Добавить в цитаты Настройки чтения

Страница 37 из 48



Танец шел к концу. В руках мико то звенели колокольчики, которыми они усиленно старались привлечь внимание удзи-гами, то раскачивались ветви священного дерева, отгонявшие злых духов. Темп движений заметно убыстрялся. Под нервный, настороженный ритм барабана вскидывались, скрещивались, опускались к коленям тяжелые плоские мечи, захлебывались металлическими молитвами колокольчики.

Замер высокий последний звук мелодии, на какое-то мгновение тоскливо повиснув в воздухе. Танцоры молча, без поклонов покидали сцену. Аплодисментов не было. Они были неуместны на подмостках, где выступала сама история. Истории не рукоплещут, ею не восхищаются, она всегда поражает, даже когда кажется, что ты хорошо с ней знаком.

Босые ноги танцовщиц попирали не красный лак, а прах столетий.

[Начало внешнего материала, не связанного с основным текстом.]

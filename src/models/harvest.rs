// src/models/harvest.rs

use serde::{Deserialize, Serialize};
use sqlx::FromRow;
use utoipa::ToSchema;
use validator::Validate;

#[derive(Debug, Clone, PartialEq, Serialize, FromRow, ToSchema)]
#[serde(rename_all = "camelCase")]
pub struct Harvest {
    #[schema(example = 1)]
    pub id: i32,
    #[schema(example = 2020)]
    pub year: i32,

    #[serde(skip_serializing)]
    #[schema(ignore)]
    pub farm_id: i32,
}

#[derive(Debug, Clone, Deserialize, Validate, ToSchema)]
#[serde(rename_all = "camelCase")]
pub struct HarvestInput {
    #[schema(example = 2020)]
    pub year: i32,

    // Só serve para casar com as culturas da fazenda pelo nome; não é persistido.
    #[serde(default)]
    pub crops: Vec<HarvestCropName>,
}

#[derive(Debug, Clone, Deserialize, ToSchema)]
pub struct HarvestCropName {
    #[schema(example = "Milho")]
    pub name: String,
}

#[derive(Debug, Clone, PartialEq)]
pub struct NewHarvest {
    pub year: i32,
}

Древние деревья — немые свидетели веков кивали дремучими головами, как бы подтверждая, что все это было, было. Под вечерним небом перед нашими завороженными глазами прошло само средневековье с его фанатизмом и жестокостью, с его кровавыми драмами и трагедиями, в бряцании самурайских сабель которого и строфах феодального эпоса отразился весь путь феодального класса, — прошло мимо не оглянувшись, не останавливаясь, так, как проходит время…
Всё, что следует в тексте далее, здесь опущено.